RNA - Washington’s and Riyadh’s litany of sleazy UN theatrics, replete with anti-Iran attacks, racist slurs, and colonial-authoritarian assaults on basic human rights and International Humanitarian Law has dominated this dirty war, and the mass media have profited from and amplified the circus every step of the way. But for those who hold even the smallest commitment to International Law, this carnivalesque war is problematic for at least some of the following reasons:
1- Superficial news coverage, reports, inquiries and emergency sessions deprive UN member states of the ability to think about actual foreign policy goals in this show. As per UN Charter and international protocols, all members states must be informed about the actual foreign policy objectives of the United States and Saudi Arabia - which is ensuring regional domination and protecting Israel among others - in order to cast informed votes at the General Assembly, Security Council, and Human Rights Council.
2- The Saudi-American obsession with Iran prohibits UN members from being exposed to alternative solutions to this war, which are either neglected or blackballed from General Assembly sessions and resolutions.
3- At many UN sessions the criminal hordes are accusing Iran of doing this and that – for instance supplying Ansarullah with weapons without presenting a shred of evidence. They are not saying what other UN member states stand for – which is ending the conflict. Far from it, the member states are largely or entirely divorced from reality. In this war, if Iran is anything, it’s an American-Saudi creation.
4- Iran, “the troublemaker of it all” may disturb some UN member states, but it’s ultimately beside the point for media corporations. Their silly accusations against Iran are as predictable as the war’s dreadful consequences and human sufferings; so long as they profit from the show, they will keep elevating Iran’s non-existent role in the conflict above anything else – even when hundreds of civilians are killed in indiscriminate and condemnable Saudi bombardments.
5- Ultimately, it’s not clear whether blaming Iran would even make a difference in this failed military campaign, particularly in light of the UN-challenged nature of Saudi airstrikes on civilian objects. Superficiality in accusing Iran is a constant these days, and this is no surprise to those who have studied this sort of thing in similar conflicts in Iraq, Syria and Libya - which, by the way, have turned into similar disasters for the United States, Saudi Arabia, and the deplorable extras.
Needless to say, that’s a bad thing. It suggests that the dominance of the United States, NATO and Saudi cash at key UN bodies such as the Human Rights Council is not actually related to the “legality” of their platforms, thinking, and “inquiries”, but rather springs from their unholy alliance, complicity in war crimes, and fear of international backlash.
Mind you, with the deeply disturbing fixation on the panic-mongering and cheap political theatre of “Iran threat”, alternative ideas on how best to end the conflict are left unexamined.

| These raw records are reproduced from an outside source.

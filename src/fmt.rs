//! Logging macros that forward to `defmt` when the `defmt` feature is on.
//!
//! Without the feature they expand to nothing, so host tests link without a
//! `defmt` global logger.

#![macro_use]
#![allow(unused_macros)]

macro_rules! trace {
    ($s:literal $(, $x:expr)* $(,)?) => {
        {
            #[cfg(feature = "defmt")]
            ::defmt::trace!($s $(, $x)*);
            #[cfg(not(feature = "defmt"))]
            let _ = ($( & $x ),*);
        }
    };
}

macro_rules! debug {
    ($s:literal $(, $x:expr)* $(,)?) => {
        {
            #[cfg(feature = "defmt")]
            ::defmt::debug!($s $(, $x)*);
            #[cfg(not(feature = "defmt"))]
            let _ = ($( & $x ),*);
        }
    };
}

macro_rules! info {
    ($s:literal $(, $x:expr)* $(,)?) => {
        {
            #[cfg(feature = "defmt")]
            ::defmt::info!($s $(, $x)*);
            #[cfg(not(feature = "defmt"))]
            let _ = ($( & $x ),*);
        }
    };
}

macro_rules! warn {
    ($s:literal $(, $x:expr)* $(,)?) => {
        {
            #[cfg(feature = "defmt")]
            ::defmt::warn!($s $(, $x)*);
            #[cfg(not(feature = "defmt"))]
            let _ = ($( & $x ),*);
        }
    };
}
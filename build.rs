#![allow(clippy::indexing_slicing, clippy::exit, clippy::unwrap_used)]
fn main() {
    // Host builds (tests, docs) carry no linker scripts. The linker re-runs this
    // binary as its error handler without cargo's environment, so only the
    // first invocation is gated.
    if std::env::args().len() <= 1 && std::env::var_os("CARGO_FEATURE_ESP32S3").is_none() {
        return;
    }

    if std::env::var("PROFILE").unwrap_or_default() == "release" {
        println!("cargo:rustc-env=DEFMT_LOG=off");
    }

    linker_be_nice();
    println!("cargo:rustc-link-arg=-Tdefmt.x");
    println!("cargo:rustc-link-arg=-Tlinkall.x");
}

fn linker_be_nice() {
    let args: Vec<String> = std::env::args().collect();
    if args.len() > 1 {
        let kind = &args[1];
        let what = &args[2];

        match kind.as_str() {
            "undefined-symbol" => match what.as_str() {
                "_defmt_timestamp" => {
                    eprintln!();
                    eprintln!(
                        "💡 `defmt` not found - make sure `defmt.x` is added as a linker script and you have included `use esp_println as _;`"
                    );
                    eprintln!();
                }
                "_stack_start" => {
                    eprintln!();
                    eprintln!("💡 Is the linker script `linkall.x` missing?");
                    eprintln!();
                }
                "_embassy_time_now" | "_embassy_time_schedule_wake" => {
                    eprintln!();
                    eprintln!(
                        "💡 No embassy time driver linked. Start `esp-rtos` before polling the haptic driver."
                    );
                    eprintln!();
                }
                _ => (),
            },
            _ => {
                std::process::exit(1);
            }
        }

        std::process::exit(0);
    }

    println!(
        "cargo:rustc-link-arg=-Wl,--error-handling-script={}",
        std::env::current_exe().unwrap().display()
    );
}
//! Error types.

use core::fmt;

/// A [`GeneratorConfig`](crate::GeneratorConfig) that cannot drive the generator.
#[derive(Clone, Copy, Debug, PartialEq, Eq)]
#[cfg_attr(feature = "defmt", derive(defmt::Format))]
pub enum ConfigError {
    /// Analog resolution outside `1..=16` bits.
    Resolution(u8),
    /// Frequency range not satisfying `0 < min < max`, or not finite.
    FrequencyRange,
    /// Default decrement interval of zero.
    ZeroDecrementInterval,
    /// At the lowest frequency the per-tick decrement is too small to move an
    /// `f32` ramp, so the decay would never finish.
    DecayTooSlow,
}

impl fmt::Display for ConfigError {
    fn fmt(&self, f: &mut fmt::Formatter<'_>) -> fmt::Result {
        match self {
            Self::Resolution(bits) => write!(f, "analog resolution of {bits} bits is not in 1..=16"),
            Self::FrequencyRange => f.write_str("frequency range must satisfy 0 < min < max"),
            Self::ZeroDecrementInterval => f.write_str("decrement interval must be non-zero"),
            Self::DecayTooSlow => f.write_str("decrement interval times minimum frequency is below f32 precision"),
        }
    }
}

impl core::error::Error for ConfigError {}

/// Failure to construct a [`Generator`](crate::Generator).
#[derive(Clone, Copy, Debug, PartialEq, Eq)]
#[cfg_attr(feature = "defmt", derive(defmt::Format))]
pub enum GeneratorError<E> {
    Config(ConfigError),
    /// The initial zeroing write failed.
    Output(E),
}

impl<E> From<ConfigError> for GeneratorError<E> {
    fn from(err: ConfigError) -> Self {
        Self::Config(err)
    }
}

impl<E: fmt::Debug> fmt::Display for GeneratorError<E> {
    fn fmt(&self, f: &mut fmt::Formatter<'_>) -> fmt::Result {
        match self {
            Self::Config(err) => write!(f, "invalid generator config: {err}"),
            Self::Output(err) => write!(f, "failed to zero outputs: {err:?}"),
        }
    }
}

/// Failure while polling a [`HapticDriver`](crate::HapticDriver).
#[derive(Clone, Copy, Debug, PartialEq, Eq)]
#[cfg_attr(feature = "defmt", derive(defmt::Format))]
pub enum DriverError<O, S> {
    /// Writing an analog output failed.
    Output(O),
    /// Reading the enable switch failed.
    Switch(S),
}

impl<O: fmt::Debug, S: fmt::Debug> fmt::Display for DriverError<O, S> {
    fn fmt(&self, f: &mut fmt::Formatter<'_>) -> fmt::Result {
        match self {
            Self::Output(err) => write!(f, "analog output error: {err:?}"),
            Self::Switch(err) => write!(f, "enable switch error: {err:?}"),
        }
    }
}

Recent interviews with journalists across Europe and the United States find that policymakers in Washington and Riyadh reject the idea of directing greater coverage toward such ideas.
What this perspective misses is that, in a heavily divided society like the United Nations, the vast majority of information the member states receive from Saudi and American ambassadors comes from their media. So if alternative solutions are blackballed from the news, it ensures that the propagandists will be even more effective in saturating UN sessions with false information, thereby further drowning out any prospect for a peaceful solution to the conflict.
This kind of policy has likely contributed to the systematic failure of the United Nations in resolving the conflict as well as mass ignorance in the public mind regarding who the real troublemakers are and what they stand for in the poorest country in the Middle East.